Exercise: Locate, in the data below, the line that contains "filename src/analyzers/types.rs" and the line that contains "pub struct WeekBucket"; reproduce exactly those two lines and every line between them, nothing more.

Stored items
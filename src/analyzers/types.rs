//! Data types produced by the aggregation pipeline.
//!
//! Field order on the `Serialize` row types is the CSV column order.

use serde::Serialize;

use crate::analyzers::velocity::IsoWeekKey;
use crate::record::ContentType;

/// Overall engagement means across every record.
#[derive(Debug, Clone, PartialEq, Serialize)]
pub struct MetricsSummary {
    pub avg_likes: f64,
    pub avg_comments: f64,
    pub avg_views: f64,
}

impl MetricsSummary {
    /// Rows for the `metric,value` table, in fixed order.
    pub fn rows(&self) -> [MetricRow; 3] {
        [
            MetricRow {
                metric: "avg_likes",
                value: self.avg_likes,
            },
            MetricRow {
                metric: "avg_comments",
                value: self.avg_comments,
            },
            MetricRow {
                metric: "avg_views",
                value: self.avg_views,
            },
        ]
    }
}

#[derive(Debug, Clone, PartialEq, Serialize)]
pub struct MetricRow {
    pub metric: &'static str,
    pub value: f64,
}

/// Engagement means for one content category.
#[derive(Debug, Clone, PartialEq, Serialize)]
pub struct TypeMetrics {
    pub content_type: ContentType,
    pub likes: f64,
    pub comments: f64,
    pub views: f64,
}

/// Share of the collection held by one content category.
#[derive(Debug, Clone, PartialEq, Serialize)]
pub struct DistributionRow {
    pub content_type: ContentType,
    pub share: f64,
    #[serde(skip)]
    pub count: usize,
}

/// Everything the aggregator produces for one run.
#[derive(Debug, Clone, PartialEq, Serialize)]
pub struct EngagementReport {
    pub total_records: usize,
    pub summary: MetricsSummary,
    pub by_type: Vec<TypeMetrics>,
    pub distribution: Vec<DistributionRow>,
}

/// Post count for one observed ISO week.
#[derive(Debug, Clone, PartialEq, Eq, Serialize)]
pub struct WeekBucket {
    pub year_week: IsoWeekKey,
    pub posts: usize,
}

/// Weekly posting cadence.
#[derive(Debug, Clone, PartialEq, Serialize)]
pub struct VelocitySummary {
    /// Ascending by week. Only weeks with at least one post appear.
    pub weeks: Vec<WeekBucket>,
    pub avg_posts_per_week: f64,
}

--

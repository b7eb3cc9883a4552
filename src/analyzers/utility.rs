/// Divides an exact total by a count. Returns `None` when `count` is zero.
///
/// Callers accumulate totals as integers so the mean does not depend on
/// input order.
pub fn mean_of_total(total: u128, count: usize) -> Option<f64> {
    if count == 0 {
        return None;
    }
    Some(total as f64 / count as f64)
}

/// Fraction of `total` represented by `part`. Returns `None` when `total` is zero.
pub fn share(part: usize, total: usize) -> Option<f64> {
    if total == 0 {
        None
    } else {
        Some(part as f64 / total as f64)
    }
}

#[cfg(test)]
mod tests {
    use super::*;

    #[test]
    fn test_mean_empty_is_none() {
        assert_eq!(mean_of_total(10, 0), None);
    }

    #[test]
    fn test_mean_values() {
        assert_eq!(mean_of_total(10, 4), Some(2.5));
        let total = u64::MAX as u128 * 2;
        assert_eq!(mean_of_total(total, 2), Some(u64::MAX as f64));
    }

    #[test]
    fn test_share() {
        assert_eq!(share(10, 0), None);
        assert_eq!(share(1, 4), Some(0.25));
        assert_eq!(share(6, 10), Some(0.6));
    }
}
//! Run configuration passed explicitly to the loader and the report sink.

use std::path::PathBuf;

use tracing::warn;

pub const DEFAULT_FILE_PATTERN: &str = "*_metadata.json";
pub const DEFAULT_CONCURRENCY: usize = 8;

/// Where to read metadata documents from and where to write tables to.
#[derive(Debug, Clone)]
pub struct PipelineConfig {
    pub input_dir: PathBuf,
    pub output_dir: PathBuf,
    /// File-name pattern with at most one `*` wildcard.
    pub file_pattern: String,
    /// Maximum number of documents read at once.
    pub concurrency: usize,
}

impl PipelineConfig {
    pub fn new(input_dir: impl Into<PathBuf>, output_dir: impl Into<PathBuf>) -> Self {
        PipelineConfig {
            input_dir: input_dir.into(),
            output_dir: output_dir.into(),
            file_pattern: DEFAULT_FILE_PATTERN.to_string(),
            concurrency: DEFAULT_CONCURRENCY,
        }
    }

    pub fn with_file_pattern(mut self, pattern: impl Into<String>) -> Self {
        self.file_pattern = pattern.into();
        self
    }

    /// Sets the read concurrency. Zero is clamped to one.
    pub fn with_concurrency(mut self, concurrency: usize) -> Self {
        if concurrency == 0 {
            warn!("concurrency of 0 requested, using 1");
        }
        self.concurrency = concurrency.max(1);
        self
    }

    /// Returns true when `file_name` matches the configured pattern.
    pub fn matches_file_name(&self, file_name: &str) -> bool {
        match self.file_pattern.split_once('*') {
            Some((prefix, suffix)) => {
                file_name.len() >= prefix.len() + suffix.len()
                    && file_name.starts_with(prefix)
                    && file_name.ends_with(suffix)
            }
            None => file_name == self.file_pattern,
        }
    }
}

Result for this task:
filename src/analyzers/types.rs
//! Data types produced by the aggregation pipeline.
//!
//! Field order on the `Serialize` row types is the CSV column order.

use serde::Serialize;

use crate::analyzers::velocity::IsoWeekKey;
use crate::record::ContentType;

/// Overall engagement means across every record.
#[derive(Debug, Clone, PartialEq, Serialize)]
pub struct MetricsSummary {
    pub avg_likes: f64,
    pub avg_comments: f64,
    pub avg_views: f64,
}

impl MetricsSummary {
    /// Rows for the `metric,value` table, in fixed order.
    pub fn rows(&self) -> [MetricRow; 3] {
        [
            MetricRow {
                metric: "avg_likes",
                value: self.avg_likes,
            },
            MetricRow {
                metric: "avg_comments",
                value: self.avg_comments,
            },
            MetricRow {
                metric: "avg_views",
                value: self.avg_views,
            },
        ]
    }
}

#[derive(Debug, Clone, PartialEq, Serialize)]
pub struct MetricRow {
    pub metric: &'static str,
    pub value: f64,
}

/// Engagement means for one content category.
#[derive(Debug, Clone, PartialEq, Serialize)]
pub struct TypeMetrics {
    pub content_type: ContentType,
    pub likes: f64,
    pub comments: f64,
    pub views: f64,
}

/// Share of the collection held by one content category.
#[derive(Debug, Clone, PartialEq, Serialize)]
pub struct DistributionRow {
    pub content_type: ContentType,
    pub share: f64,
    #[serde(skip)]
    pub count: usize,
}

/// Everything the aggregator produces for one run.
#[derive(Debug, Clone, PartialEq, Serialize)]
pub struct EngagementReport {
    pub total_records: usize,
    pub summary: MetricsSummary,
    pub by_type: Vec<TypeMetrics>,
    pub distribution: Vec<DistributionRow>,
}

/// Post count for one observed ISO week.
#[derive(Debug, Clone, PartialEq, Eq, Serialize)]
pub struct WeekBucket {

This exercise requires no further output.